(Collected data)

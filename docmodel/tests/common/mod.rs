#![allow(dead_code)]

use async_trait::async_trait;
use bson::Document;
use docmodel::{
    backend::{DocumentCursor, FindOptions, StoreBackend},
    error::{DocumentStoreError, DocumentStoreResult},
    memory::InMemoryStore,
    prelude::*,
};
use futures::{StreamExt, stream};
use serde::{Deserialize, Serialize};
use std::{
    sync::atomic::{AtomicUsize, Ordering},
    time::Duration,
};

#[derive(Debug, Clone, Default, PartialEq, Serialize, Deserialize, Scheme)]
pub struct PersonScheme {
    #[serde(rename = "_id")]
    pub id: ObjectId,
    pub name: String,
}

#[derive(Debug, Clone, Default, PartialEq, Serialize, Deserialize, Record)]
pub struct Address {
    pub city: String,
    #[scheme(hidden)]
    pub geohash: String,
}

#[derive(Debug, Clone, Default, PartialEq, Serialize, Deserialize, Scheme)]
pub struct UserScheme {
    #[serde(rename = "_id")]
    pub id: ObjectId,
    pub name: String,
    #[serde(default)]
    #[scheme(hidden)]
    pub password: String,
    #[serde(default)]
    #[scheme(nested)]
    pub addresses: Vec<Address>,
}

#[derive(Debug, Clone, Default, PartialEq, Serialize, Deserialize, Scheme)]
pub struct PostScheme {
    #[serde(rename = "_id")]
    pub id: ObjectId,
    pub title: String,
    #[scheme(output = "writer")]
    pub author: Ref<UserScheme>,
    #[serde(default)]
    pub reviewers: Vec<Ref<PersonScheme>>,
}

/// A scheme without an identifier field.
#[derive(Debug, Clone, Default, PartialEq, Serialize, Deserialize, Scheme)]
pub struct NoteScheme {
    pub text: String,
}

/// Delays every call by a fixed duration.
#[derive(Debug, Clone)]
pub struct SlowBackend {
    pub inner: InMemoryStore,
    pub delay: Duration,
}

#[async_trait]
impl StoreBackend for SlowBackend {
    async fn find(&self, collection: &str, filter: Document, options: FindOptions) -> DocumentStoreResult<DocumentCursor> {
        tokio::time::sleep(self.delay).await;
        self.inner.find(collection, filter, options).await
    }

    async fn insert(&self, collection: &str, document: Document) -> DocumentStoreResult<()> {
        tokio::time::sleep(self.delay).await;
        self.inner.insert(collection, document).await
    }

    async fn find_and_modify(&self, collection: &str, filter: Document, update: Document) -> DocumentStoreResult<Option<Document>> {
        tokio::time::sleep(self.delay).await;
        self.inner.find_and_modify(collection, filter, update).await
    }

    async fn remove_all(&self, collection: &str, filter: Document) -> DocumentStoreResult<u64> {
        tokio::time::sleep(self.delay).await;
        self.inner.remove_all(collection, filter).await
    }
}

/// Counts find calls made against an in-memory store.
#[derive(Debug, Default)]
pub struct CountingBackend {
    pub inner: InMemoryStore,
    pub finds: AtomicUsize,
}

impl CountingBackend {
    pub fn finds(&self) -> usize {
        self.finds.load(Ordering::SeqCst)
    }
}

#[async_trait]
impl StoreBackend for CountingBackend {
    async fn find(&self, collection: &str, filter: Document, options: FindOptions) -> DocumentStoreResult<DocumentCursor> {
        self.finds.fetch_add(1, Ordering::SeqCst);
        self.inner.find(collection, filter, options).await
    }

    async fn insert(&self, collection: &str, document: Document) -> DocumentStoreResult<()> {
        self.inner.insert(collection, document).await
    }

    async fn find_and_modify(&self, collection: &str, filter: Document, update: Document) -> DocumentStoreResult<Option<Document>> {
        self.inner.find_and_modify(collection, filter, update).await
    }

    async fn remove_all(&self, collection: &str, filter: Document) -> DocumentStoreResult<u64> {
        self.inner.remove_all(collection, filter).await
    }
}

/// Yields `documents` and then fails mid-iteration.
#[derive(Debug, Clone)]
pub struct FailingCursorBackend {
    pub documents: Vec<Document>,
}

#[async_trait]
impl StoreBackend for FailingCursorBackend {
    async fn find(&self, _collection: &str, _filter: Document, _options: FindOptions) -> DocumentStoreResult<DocumentCursor> {
        let items = self
            .documents
            .iter()
            .cloned()
            .map(Ok)
            .chain([Err(DocumentStoreError::Backend("cursor killed".into())), Ok(Document::new())]);

        Ok(stream::iter(items.collect::<Vec<_>>()).boxed())
    }

    async fn insert(&self, _collection: &str, _document: Document) -> DocumentStoreResult<()> {
        Err(DocumentStoreError::Backend("read only".into()))
    }

    async fn find_and_modify(&self, _collection: &str, _filter: Document, _update: Document) -> DocumentStoreResult<Option<Document>> {
        Err(DocumentStoreError::Backend("read only".into()))
    }

    async fn remove_all(&self, _collection: &str, _filter: Document) -> DocumentStoreResult<u64> {
        Err(DocumentStoreError::Backend("read only".into()))
    }
}

pub async fn create_person(model: &Model<PersonScheme, InMemoryStore>, name: &str) -> PersonScheme {
    model
        .create_fields(doc! { "name": name })
        .await
        .unwrap()
}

Task prompt: Report all lines of the data above that include the string "PersonScheme".

Result for this task:
pub struct PersonScheme {
    pub reviewers: Vec<Ref<PersonScheme>>,
pub async fn create_person(model: &Model<PersonScheme, InMemoryStore>, name: &str) -> PersonScheme {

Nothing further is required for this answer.